Alaska News Nightly: December 30, 2009

Individual news stories are posted in the Alaska News category and you can subscribe to APRN’s news feeds via email, podcast and RSS.

Download Audio (MP3)Updated Count on Pacific Walrus Posted
Annie Feidt, APRN – Anchorage
The US Fish and Wildlife Service is out with an updated count for Pacific Walrus.  The agency estimates there are a minimum of 129,000 animals in the population, but says the new number can’t be compared to past counts. The massive undertaking was a collaboration between the US and Russia.

Report on MacKenzie Valley Gas Plan Due Soon
Lee Sellek, Canadian Broadcasting Corporation
The Canadian Government is due to release a long-awaited report on the MacKenzie Valley natural gas pipeline plan.  The Joint Review Panel’s report is expected to be a very detailed examination of the 760-mile pipeline’s prospects and environmental impacts.  The permitting process for the pipeline has been repeatedly delayed, and the national political climate in Canada has been turbulent. Canada’s Conservative government was almost toppled a year ago, and today, Prime Minister Stephen Harper called off next month’s session of the Parliament until after the Vancouver Olympics. The Joint Review Panel began writing its report in 2004.  It was initially supposed to take just ten months to complete.  Exxon-Mobil subsidiary Imperial Oil is heading up the coalition that wants to build the MacKenzie pipeline, which would deliver gas to a hub in Alberta, just as the proposed Alaska gas line would do.  Imperial has managed to negotiate terms with most – but not all – of the Native tribes whose lands the pipeline would cross.
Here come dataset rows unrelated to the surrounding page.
impl MemoryDocument {
    /// Empty document whose root is `<div id="editor" contenteditable="true">`.
    pub fn new() -> Self {
        let root_data = NodeData {
            kind: NodeKind::Element {
                tag: SmolStr::new_static("div"),
                attrs: vec![
                    (SmolStr::new_static("id"), "editor".to_string()),
                    (SmolStr::new_static("contenteditable"), "true".to_string()),
                ],
            },
            parent: None,
            children: Vec::new(),
        };
        Self {
            nodes: vec![Some(root_data)],
            root: NodeId(0),
            selection: None,
            metrics: ViewportMetrics::default(),
            media: HashMap::new(),
            default_media: MediaState::default(),
            load_listeners: Vec::new(),
            pending: Vec::new(),
            executed: Vec::new(),
            command_states: HashMap::new(),
            base_url: None,
            page_style: Vec::new(),
            editable: true,
            focused: false,
        }
    }

    /// Document whose root content is `html`, with no pending mutations.
    pub fn from_html(html: &str) -> Self {
        let mut doc = Self::new();
        let root = doc.root;
        doc.set_inner_html(&root, html);
        doc.pending.clear();
        doc
    }

    // === Test and host controls ===

    pub fn set_metrics(&mut self, metrics: ViewportMetrics) {
        self.metrics = metrics;
    }

    pub fn metrics_mut(&mut self) -> &mut ViewportMetrics {
        &mut self.metrics
    }

    /// Media state given to every image created from now on.
    pub fn set_default_media(&mut self, media: MediaState) {
        self.default_media = media;
    }

    pub fn set_media(&mut self, node: NodeId, media: MediaState) {
        self.media.insert(node, media);
    }

    pub fn set_rendered_size(&mut self, node: NodeId, size: Size) {
        self.media.entry(node).or_default().rendered = size;
    }

    pub fn set_natural_size(&mut self, node: NodeId, size: Size) {
        self.media.entry(node).or_default().natural = size;
    }

    pub fn set_loaded(&mut self, node: NodeId, loaded: bool) {
        self.media.entry(node).or_default().loaded = loaded;
    }

    /// Override what the executor reports for `command`.
    pub fn set_command_state(&mut self, command: &str, enabled: bool, value: &str) {
        self.command_states
            .insert(command.to_string(), (enabled, value.to_string()));
    }

    /// Commands executed so far, oldest first.
    pub fn executed(&self) -> &[ExecutedCommand] {
        &self.executed
    }

    pub fn clear_executed(&mut self) {
        self.executed.clear();
    }

    pub fn base_url(&self) -> Option<&str> {
        self.base_url.as_deref()
    }

    pub fn page_style(&self, property: &str) -> Option<&str> {
        self.page_style
            .iter()
            .find(|(p, _)| p == property)
            .map(|(_, v)| v.as_str())
    }

    pub fn is_editable(&self) -> bool {
        self.editable
    }

    pub fn is_focused(&self) -> bool {
        self.focused
    }

    /// Whether any mutation records are waiting to be taken.
    pub fn has_pending_mutations(&self) -> bool {
        !self.pending.is_empty()
    }

    /// Create a detached text node.
    pub fn create_text(&mut self, text: &str) -> NodeId {
        self.alloc(NodeKind::Text(text.to_string()))
    }

    /// Replace the data of a text node.
    ///
    /// Character data changes are not observed, so nothing is recorded.
    pub fn set_text(&mut self, node: NodeId, text: &str) {
        if let Some(NodeKind::Text(existing)) = self.data_mut(node).map(|d| &mut d.kind) {
            *existing = text.to_string();
        }
    }

    /// First element under the root with `tag`.
    pub fn find_tag(&self, tag: &str) -> Option<NodeId> {
        self.descendants(&self.root)
            .into_iter()
            .find(|n| self.is_tag(n, tag))
    }

    /// Whether `node` still resolves to live data.
    pub fn exists(&self, node: NodeId) -> bool {
        self.data(node).is_some()
    }

    /// Whether `node` is attached under the root.
    pub fn is_connected(&self, node: NodeId) -> bool {
        let mut current = Some(node);
        while let Some(n) = current {
            if n == self.root {
                return true;
            }
            current = self.parent_of(n);
        }
        false
    }

    // === Arena internals ===

    fn alloc(&mut self, kind: NodeKind) -> NodeId {
        let is_img = matches!(&kind, NodeKind::Element { tag, .. } if tag == "img");
        let id = NodeId(self.nodes.len() as u32);
        self.nodes.push(Some(NodeData {
            kind,
            parent: None,
            children: Vec::new(),
        }));
        if is_img {
            self.media.insert(id, self.default_media);
        }
        id
    }

    fn data(&self, node: NodeId) -> Option<&NodeData> {
        self.nodes.get(node.0 as usize).and_then(Option::as_ref)
    }

    fn data_mut(&mut self, node: NodeId) -> Option<&mut NodeData> {
        self.nodes.get_mut(node.0 as usize).and_then(Option::as_mut)
    }

    fn parent_of(&self, node: NodeId) -> Option<NodeId> {
        self.data(node).and_then(|d| d.parent)
    }

    fn is_text(&self, node: NodeId) -> bool {
        matches!(self.data(node).map(|d| &d.kind), Some(NodeKind::Text(_)))
    }

    fn text_of(&self, node: NodeId) -> Option<&str> {
        match self.data(node).map(|d| &d.kind) {
            Some(NodeKind::Text(t)) => Some(t.as_str()),
            _ => None,
        }
    }

    fn attrs_mut(&mut self, node: NodeId) -> Option<&mut Vec<(SmolStr, String)>> {
        match self.data_mut(node).map(|d| &mut d.kind) {
            Some(NodeKind::Element { attrs, .. }) => Some(attrs),
            _ => None,
        }
    }

    fn record(&mut self, record: MutationRecord<NodeId>) {
        if self.is_connected(*record.target()) {
            self.pending.push(record);
        }
    }

    /// Detach `child` from its current parent without recording.
    fn unlink(&mut self, child: NodeId) -> Option<NodeId> {
        let parent = self.parent_of(child)?;
        if let Some(data) = self.data_mut(parent) {
            data.children.retain(|c| *c != child);
        }
        if let Some(data) = self.data_mut(child) {
            data.parent = None;
        }
        Some(parent)
    }

    fn build(&mut self, fragment: &Fragment) -> NodeId {
        match fragment {
            Fragment::Text(text) => self.create_text(text),
            Fragment::Element {
                tag,
                attrs,
                children,
            } => {
                let id = self.alloc(NodeKind::Element {
                    tag: tag.clone(),
                    attrs: attrs.clone(),
                });
                for child in children {
                    let child_id = self.build(child);
                    self.link(id, child_id, None);
                }
                id
            }
        }
    }

    /// Attach a detached node at `index` (append when `None`) without recording.
    fn link(&mut self, parent: NodeId, child: NodeId, index: Option<usize>) {
        if let Some(data) = self.data_mut(parent) {
            let at = index.unwrap_or(data.children.len()).min(data.children.len());
            data.children.insert(at, child);
        }
        if let Some(data) = self.data_mut(child) {
            data.parent = Some(parent);
        }
    }

    fn deep_copy(&mut self, node: NodeId) -> Option<NodeId> {
        let data = self.data(node)?.clone();
        let copy = self.alloc(data.kind);
        for child in data.children {
            if let Some(child_copy) = self.deep_copy(child) {
                self.link(copy, child_copy, None);
            }
        }
        Some(copy)
    }

    fn serialize_children(&self, node: NodeId, out: &mut String) {
        let Some(data) = self.data(node) else {
            return;
        };
        let raw = matches!(&data.kind, NodeKind::Element { tag, .. } if html::is_raw_text(tag));
        for child in &data.children {
            match self.data(*child).map(|d| &d.kind) {
                Some(NodeKind::Text(text)) if raw => out.push_str(text),
                Some(NodeKind::Text(text)) => html::escape_text(text, out),
                Some(NodeKind::Element { .. }) => self.serialize_element(*child, out),
                None => {}
            }
        }
    }

    fn serialize_element(&self, node: NodeId, out: &mut String) {
        let Some(NodeKind::Element { tag, attrs }) = self.data(node).map(|d| &d.kind) else {
            return;
        };
        out.push('<');
        out.push_str(tag);
        for (name, value) in attrs {
            out.push(' ');
            out.push_str(name);
            out.push_str("=\"");
            html::escape_attribute(value, out);
            out.push('"');
        }
        out.push('>');
        if html::is_void(tag) {
            return;
        }
        self.serialize_children(node, out);
        out.push_str("</");
        out.push_str(tag);
        out.push('>');
    }

    fn collect_text(&self, node: NodeId, out: &mut String) {
        match self.data(node).map(|d| &d.kind) {
            Some(NodeKind::Text(text)) => out.push_str(text),
            Some(NodeKind::Element { .. }) => {
                for child in self.children(&node) {
                    self.collect_text(child, out);
                }
            }
            None => {}
        }
    }

    fn valid_boundary(&self, node: NodeId, offset: usize) -> bool {
        self.is_connected(node) && offset <= self.node_len(&node)
    }

    /// Split a text node at a UTF-16 offset, returning the new tail node.
    fn split_text(&mut self, node: NodeId, offset: usize) -> Option<NodeId> {
        let text = self.text_of(node)?.to_string();
        let (head, tail) = split_utf16(&text, offset);
        if tail.is_empty() {
            return None;
        }
        let (head, tail) = (head.to_string(), tail.to_string());
        if let Some(NodeKind::Text(existing)) = self.data_mut(node).map(|d| &mut d.kind) {
            *existing = head;
        }
        let tail_node = self.create_text(&tail);
        let parent = self.parent_of(node)?;
        let index = self.index_in(parent, node)? + 1;
        self.link(parent, tail_node, Some(index));
        self.record(MutationRecord::ChildList {
            target: parent,
            added: vec![tail_node],
            removed: Vec::new(),
        });
        Some(tail_node)
    }

    fn index_in(&self, parent: NodeId, child: NodeId) -> Option<usize> {
        self.data(parent)?.children.iter().position(|c| *c == child)
    }

    /// Resolve the selection start to an element container and child index,
    /// splitting text when the caret sits inside it.
    fn insertion_point(&mut self) -> (NodeId, usize) {
        let fallback = (self.root, self.node_len(&self.root));
        let Some(range) = self.selection.clone() else {
            return fallback;
        };
        if !self.valid_boundary(range.start_container, range.start_offset) {
            return fallback;
        }

        let container = range.start_container;
        if !self.is_text(container) {
            return (container, range.start_offset);
        }

        // Collapse a selection confined to one text node by deleting it.
        if range.end_container == container && range.end_offset > range.start_offset {
            if let Some(text) = self.text_of(container).map(str::to_string) {
                let (head, rest) = split_utf16(&text, range.start_offset);
                let (_, tail) = split_utf16(rest, range.end_offset - range.start_offset);
                let joined = format!("{head}{tail}");
                self.set_text(container, &joined);
            }
        }

        let Some(parent) = self.parent_of(container) else {
            return fallback;
        };
        let Some(index) = self.index_in(parent, container) else {
            return fallback;
        };
        if range.start_offset == 0 {
            return (parent, index);
        }
        self.split_text(container, range.start_offset);
        (parent, index + 1)
    }

    fn insert_html_at_selection(&mut self, markup: &str) -> bool {
        let fragments = parse_fragment(markup);
        if fragments.is_empty() {
            return false;
        }
        let (parent, mut index) = self.insertion_point();
        let mut added = Vec::with_capacity(fragments.len());
        for fragment in &fragments {
            let node = self.build(fragment);
            self.link(parent, node, Some(index));
            index += 1;
            added.push(node);
        }
        self.record(MutationRecord::ChildList {
            target: parent,
            added,
            removed: Vec::new(),
        });
        self.selection = Some(NativeRange::caret(parent, index));
        true
    }
}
Minimum Wages Goes Up in January
Rosemarie Alexander, KTOO – Juneau
Alaska’s minimum wage goes up 50 cents on New Year’s Day, to $7.75 an hour. This is the second increase since state lawmakers approved the raise in April.  In July, the minimum wage went up 10 cents to match the federal rate. The increase is the first since 2003, when Alaska’s minimum wage jumped $1.50 to $7.15 cents an hour.  Five years later that was worth about $6.22 an hour, considering inflation.   State economist Brian Rae says even at the new rate, the real earning power is quite a bit less than $7.50.
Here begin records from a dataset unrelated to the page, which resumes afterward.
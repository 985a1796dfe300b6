//! Tunables for a surface instance.

use serde::Deserialize;

/// Configuration for one editing surface.
///
/// Deserializes from a partial object; missing fields take their defaults.
#[derive(Debug, Clone, PartialEq, Deserialize)]
#[serde(default, rename_all = "camelCase")]
pub struct SurfaceConfig {
    /// Smallest width a resize gesture may produce.
    pub image_min_width: f64,
    /// Smallest height a resize gesture may produce.
    pub image_min_height: f64,
    /// Delay before the first paste check and between retries.
    pub paste_poll_delay_ms: u32,
    /// Retries before a paste is treated as final.
    pub paste_max_attempts: u32,
    /// Timer delay used when animation frames are unavailable.
    pub frame_fallback_ms: u32,
    /// Height changes smaller than this are not reported unless forced.
    pub height_threshold: f64,
    /// Fraction of the viewport width given to images inserted without a width.
    pub default_image_width_ratio: f64,
    pub resizing_enabled: bool,
    /// Report full state snapshots over the URL channel.
    pub url_state_channel: bool,
}

impl Default for SurfaceConfig {
    fn default() -> Self {
        Self {
            image_min_width: 100.0,
            image_min_height: 50.0,
            paste_poll_delay_ms: 100,
            paste_max_attempts: 10,
            frame_fallback_ms: 16,
            height_threshold: 1.0,
            default_image_width_ratio: 0.75,
            resizing_enabled: true,
            url_state_channel: false,
        }
    }
}

#[cfg(test)]
mod tests {
    use super::*;

    #[test]
    fn test_partial_config_takes_defaults() {
        let config: SurfaceConfig =
            serde_json::from_str(r#"{"pasteMaxAttempts": 3, "urlStateChannel": true}"#).unwrap();
        assert_eq!(config.paste_max_attempts, 3);
        assert!(config.url_state_channel);
        assert_eq!(config.paste_poll_delay_ms, 100);
        assert_eq!(config.image_min_width, 100.0);
    }
}
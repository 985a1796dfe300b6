//! Frames and timers on the browser event loop.

use std::cell::RefCell;
use std::rc::Weak;

use wasm_bindgen::JsCast;
use wasm_bindgen::prelude::*;

use weft_surface_core::{Scheduler, TimerToken};

use crate::BrowserSurface;

/// Weak handle callbacks use to reach their surface.
pub type SurfaceRef = Weak<RefCell<BrowserSurface>>;

/// Run `f` against the surface.
///
/// Native commands can fire DOM events synchronously while the surface is
/// already borrowed; such events are retried on a zero-delay timer. Events
/// for a surface that has been dropped are discarded.
pub fn dispatch<F>(target: &SurfaceRef, f: F)
where
    F: FnOnce(&mut BrowserSurface) + 'static,
{
    let Some(cell) = target.upgrade() else {
        return;
    };
    match cell.try_borrow_mut() {
        Ok(mut surface) => f(&mut surface),
        Err(_) => {
            tracing::trace!("surface busy, deferring event");
            let target = target.clone();
            defer(0, move || dispatch(&target, f));
        }
    }
}

/// Run `f` once after `delay_ms`.
pub fn defer<F>(delay_ms: u32, f: F)
where
    F: FnOnce() + 'static,
{
    let callback = Closure::once(f);
    let scheduled = gloo_utils::window()
        .set_timeout_with_callback_and_timeout_and_arguments_0(
            callback.as_ref().unchecked_ref(),
            delay_ms as i32,
        );
    match scheduled {
        Ok(_) => callback.forget(),
        Err(e) => tracing::warn!(error = ?e, "setTimeout failed"),
    }
}

/// Scheduler backed by `requestAnimationFrame` and `setTimeout`.
pub struct BrowserScheduler {
    target: SurfaceRef,
    frame_fallback_ms: u32,
}

impl BrowserScheduler {
    pub fn new(target: SurfaceRef, frame_fallback_ms: u32) -> Self {
        Self {
            target,
            frame_fallback_ms,
        }
    }
}

impl Scheduler for BrowserScheduler {
    fn request_frame(&mut self) {
        let target = self.target.clone();
        let callback = Closure::once(move || dispatch(&target, |surface| surface.on_frame()));
        let window = gloo_utils::window();
        if window
            .request_animation_frame(callback.as_ref().unchecked_ref())
            .is_ok()
        {
            callback.forget();
            return;
        }

        tracing::debug!(
            target: "weft::height",
            delay_ms = self.frame_fallback_ms,
            "requestAnimationFrame unavailable, falling back to a timer"
        );
        match window.set_timeout_with_callback_and_timeout_and_arguments_0(
            callback.as_ref().unchecked_ref(),
            self.frame_fallback_ms as i32,
        ) {
            Ok(_) => callback.forget(),
            Err(e) => tracing::warn!(error = ?e, "could not schedule a frame"),
        }
    }

    fn set_timeout(&mut self, token: TimerToken, delay_ms: u32) {
        let target = self.target.clone();
        defer(delay_ms, move || {
            dispatch(&target, move |surface| surface.on_timer(token))
        });
    }
}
Swine Flu Poses Bigger Threat to Alaska Natives
Lori Townsend, APRN – Anchorage
American Indians and Alaska Natives are much more likely to die from the H1N1 flu than other populations. The Centers for Disease Control showed the increased risk in a report earlier this month.  Dr. Tom Hennesey is director of the CDC’s Arctic Investigations Program in Anchorage.

Federal Funds Sought for Ketchikan Shipyard
Deanna Garrison, KRBD – Ketchikan
The Alaska Industrial Development and Export Authority is hoping to secure $73.5 million in federal stimulus funds for new infrastructure at the Ketchikan shipyard. The Alaska Ship and Dry Dock says the money should be enough to fully implement its development plan.
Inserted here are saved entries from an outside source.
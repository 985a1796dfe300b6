//! Host transports available to a page running inside a WebView or iframe.
//!
//! Channels are looked up on every call: shells commonly inject their
//! bridge objects after the page has loaded.

use js_sys::{Function, Object, Reflect};
use wasm_bindgen::JsCast;
use wasm_bindgen::prelude::*;
use web_sys::Window;

use weft_surface_core::{HeightChannel, HostTransport, SurfaceError};

/// Native bridge object injected by Flutter's in-app WebView.
const NATIVE_BRIDGE: &str = "flutter_inappwebview";
/// Global object registered by JavaFX-style hosts.
const STATE_CALLBACK: &str = "editorCallback";

fn transport_error(e: JsValue) -> SurfaceError {
    SurfaceError::Transport(format!("{e:?}"))
}

/// Walk a property path from `start`, stopping at `undefined` or `null`.
fn lookup(start: &JsValue, path: &[&str]) -> Option<JsValue> {
    let mut current = start.clone();
    for key in path {
        current = Reflect::get(&current, &JsValue::from_str(key)).ok()?;
        if current.is_undefined() || current.is_null() {
            return None;
        }
    }
    Some(current)
}

/// Transports reachable from the page's window.
#[derive(Debug, Clone)]
pub struct BrowserHost {
    window: Window,
}

impl Default for BrowserHost {
    fn default() -> Self {
        Self::new()
    }
}

impl BrowserHost {
    pub fn new() -> Self {
        Self {
            window: gloo_utils::window(),
        }
    }

    /// The bridge object and its `callHandler` function.
    fn native_bridge(&self) -> Option<(JsValue, Function)> {
        let bridge = lookup(&self.window, &[NATIVE_BRIDGE])?;
        let call = lookup(&bridge, &["callHandler"])?.dyn_into::<Function>().ok()?;
        Some((bridge, call))
    }

    fn call_native(&self, handler: &str, value: f64) -> Result<(), SurfaceError> {
        let (bridge, call) = self
            .native_bridge()
            .ok_or(SurfaceError::NoTransport("native bridge"))?;
        call.call2(&bridge, &JsValue::from_str(handler), &JsValue::from_f64(value))
            .map(|_| ())
            .map_err(transport_error)
    }

    /// `window.webkit.messageHandlers.contentHeight`
    fn message_handler(&self) -> Option<JsValue> {
        lookup(&self.window, &["webkit", "messageHandlers", "contentHeight"])
    }

    /// The parent window, when this page is framed.
    fn parent_window(&self) -> Option<Window> {
        let parent = self.window.parent().ok()??;
        (!Object::is(&parent, &self.window)).then_some(parent)
    }

    fn state_callback(&self) -> Option<JsValue> {
        lookup(&self.window, &[STATE_CALLBACK])
    }
}

impl HostTransport for BrowserHost {
    fn has_height_channel(&self, channel: HeightChannel) -> bool {
        match channel {
            HeightChannel::NativeBridge => self.native_bridge().is_some(),
            HeightChannel::MessageHandler => self.message_handler().is_some(),
            HeightChannel::ParentWindow => self.parent_window().is_some(),
        }
    }

    fn post_height(&mut self, channel: HeightChannel, height: f64) -> Result<(), SurfaceError> {
        tracing::trace!(target: "weft::height", ?channel, height, "posting height");
        match channel {
            HeightChannel::NativeBridge => self.call_native("contentHeight", height),
            HeightChannel::MessageHandler => {
                let handler = self
                    .message_handler()
                    .ok_or(SurfaceError::NoTransport("message handler"))?;
                let post = lookup(&handler, &["postMessage"])
                    .and_then(|f| f.dyn_into::<Function>().ok())
                    .ok_or(SurfaceError::NoTransport("message handler"))?;
                post.call1(&handler, &JsValue::from_f64(height))
                    .map(|_| ())
                    .map_err(transport_error)
            }
            HeightChannel::ParentWindow => {
                let parent = self
                    .parent_window()
                    .ok_or(SurfaceError::NoTransport("parent window"))?;
                let message = Object::new();
                Reflect::set(&message, &"type".into(), &"contentHeight".into())
                    .map_err(transport_error)?;
                Reflect::set(&message, &"height".into(), &JsValue::from_f64(height))
                    .map_err(transport_error)?;
                parent
                    .post_message(&message, "*")
                    .map_err(transport_error)
            }
        }
    }

    fn has_state_callback(&self) -> bool {
        self.state_callback().is_some()
    }

    fn notify_state_changed(&mut self, changed: bool) -> Result<(), SurfaceError> {
        let callback = self
            .state_callback()
            .ok_or(SurfaceError::NoTransport("editor state callback"))?;
        let update = lookup(&callback, &["updateEditorState"])
            .and_then(|f| f.dyn_into::<Function>().ok())
            .ok_or(SurfaceError::NoTransport("editor state callback"))?;
        // Delivered after the surface borrow is released, so the host may
        // call straight back into the surface from its callback.
        crate::scheduler::defer(0, move || {
            if let Err(e) = update.call1(&callback, &JsValue::from_bool(changed)) {
                tracing::warn!(target: "weft::state", error = ?e, "editor state callback threw");
            }
        });
        Ok(())
    }

    fn open_state_url(&mut self, url: &str) -> Result<(), SurfaceError> {
        self.window
            .location()
            .set_href(url)
            .map_err(transport_error)
    }

    fn forward_edge_scroll(&mut self, delta: f64) -> Result<(), SurfaceError> {
        self.call_native("edgeScroll", delta)
    }
}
“Healthy Habits” Ends in Southeast
Ed Ronco, KCAW – Sitka
A five-year program to develop healthy habits in Southeast Alaska has come to a conclusion. Steps to a Healthier Southeast Alaska ran from 2004 until just this last week, when the federal grant funding it ran out. The grant’s manager and other health officials in Sitka say the program made a difference.